そういえば、夏に出会ったブラジル人のチェンバリストの子がフランス音楽を弾いていたら、とても上手なのですが、フランス人の大チェンバリストが、
*pas trops de Bosa Nova!!*
”Not too much Bosa Nova!!”
 あんまりボサノバっぽく弾いてはダメよ。
と言っていました。みんな笑っていましたね。コテコテのフランス音楽だったもので。
何となく、音楽の感じ方、ビート感がふんわりしていなので、そう言われたようですが。
でも、ラテン系の人々のビート感、リズム感というのは、真似しようと思ってもできない、血に流れているような感じですね。

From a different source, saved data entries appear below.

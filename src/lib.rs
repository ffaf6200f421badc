//! # MUG
//!
//! A binary codec for the MUG tree-structured document format: a rooted tree
//! of named entities, each carrying an ordered list of typed attributes and
//! an ordered list of child entities.
//!
//! ## Overview
//!
//! The codec is four layers composed bottom-up, with data flowing
//! Tree Codec → Value Codec → VarUint Codec and the Type Registry consulted
//! by both upper layers:
//!
//! *   **VarUint Codec** ([`varuint`]): a minimal-byte unsigned integer
//!     encoding using escalating `0xFF` sentinels, used for every length and
//!     count field. Most lengths are small, so most prefixes are one byte.
//! *   **Type Registry** ([`types`]): the closed table of 79 one-byte type
//!     tags, each mapping to a component kind (u8–u64, i8–i64, f16/f32/f64,
//!     or UTF-8 string) and an arity (1, 2, 3, 4, 9, 16, or a
//!     length-prefixed array).
//! *   **Value Codec** ([`value`]): encodes a single attribute value under
//!     the layout its tag implies — fixed-width little-endian components,
//!     with a VarUint prefix only where the tag does not already fix the
//!     count.
//! *   **Tree Codec** ([`writer`], [`reader`]): the recursive entity record
//!     (name, attributes, children) behind the 4-byte ASCII magic `"MUGS"`.
//!
//! ## Wire Format
//!
//! ```text
//! magic           : 4 bytes, ASCII "MUGS"
//! name            : VarUint length + UTF-8 bytes
//! attribute_count : VarUint
//! attributes[]    : name, type_tag(1 byte), value
//! child_count     : VarUint
//! children[]      : nested entity records, in order
//! ```
//!
//! Little-endian throughout. No version field, checksum, compression or
//! random-access index: compatibility is purely positional.
//!
//! ## Usage
//!
//! ```rust
//! use std::io::Cursor;
//! use mug::{Attribute, AttributeType, Entity};
//!
//! let mut root = Entity::new("foo");
//! let mut child = Entity::new("bar");
//! child.attributes.push(Attribute::new("toto", AttributeType::U8, 1u8.into()));
//! root.children.push(child);
//!
//! let mut buffer = Vec::new();
//! mug::write(&mut buffer, &root)?;
//!
//! let decoded = mug::read(&mut Cursor::new(buffer))?;
//! assert_eq!(decoded, root);
//! # Ok::<(), mug::MugError>(())
//! ```
//!
//! For plain files, [`Mug::save`] and [`Mug::load`] wrap the stream
//! functions with buffered I/O.
//!
//! ## Safety and Error Handling
//!
//! * **No unsafe, no panics:** enforced by crate lints; every failure is a
//!   typed [`MugError`].
//! * **Fail fast:** a bad magic, an unknown type tag or a truncated stream
//!   aborts the whole operation. There is no partial decode.
//! * **Untrusted input:** decode nesting depth is bounded
//!   ([`format::DEFAULT_MAX_DEPTH`], tunable via [`read_with_limit`]), and
//!   wire-declared lengths never translate directly into large allocations.
//! * **Stateless:** the codec keeps nothing between calls and the type
//!   table is immutable, so encode/decode may run freely from any number of
//!   threads on their own streams.

#![deny(unsafe_code)]
#![deny(clippy::unwrap_used)]
#![deny(clippy::panic)]
#![warn(missing_docs)]

pub mod api;
pub mod entity;
pub mod error;
pub mod format;
pub mod inspector;
pub mod reader;
pub mod types;
pub mod value;
pub mod varuint;
pub mod writer;

// --- RE-EXPORTS ---

pub use api::Mug;
pub use entity::{Attribute, Entity};
pub use error::{MugError, Result};
pub use inspector::{DocumentReport, MugInspector};
pub use reader::{read, read_with_limit};
pub use types::{Arity, AttributeType, ComponentKind};
pub use value::Value;
pub use writer::write;

// Half-precision components are held at wire precision; re-exported so
// callers don't need a separate `half` dependency to author F16 values.
pub use half::f16;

彼らにサルサをどうやって踊るの?サンバを踊るの?と聞くと、
リズムに乗れば、あとは勝手に体が動くと。

でも、日本人の血に流れている踊る・動きとは??
どう考えても、ウインナワルツは出てこないだろうし、サンバも出てこないけど、盆踊りなら何となく見よう見まねですぐ踊れる気がしますね。
そういうのが、やはり文化の違いの面白い所ですね。
フランス人の文化好きな双子兄弟は、(といっても、30代ですが)グラン・パレという1900年にパリ万博の開かれた会場で行われる、大舞踏会にタクシードを着て出かけるそうですが。
そんな伝統的な紳士もまだ居るのですね。

今日は、久しぶりにアメリカに住んでいた頃に旅行に行った、ロスアンジェルスの大自然の写真を載せてみました。
こうして見ると、アメリカとフランスの空気の質、太陽の光、湿度、自然のタイプが全然違いますね。アメリカの魅力は、こうした広大な自然とどこまでもからっとした空気でしょうか。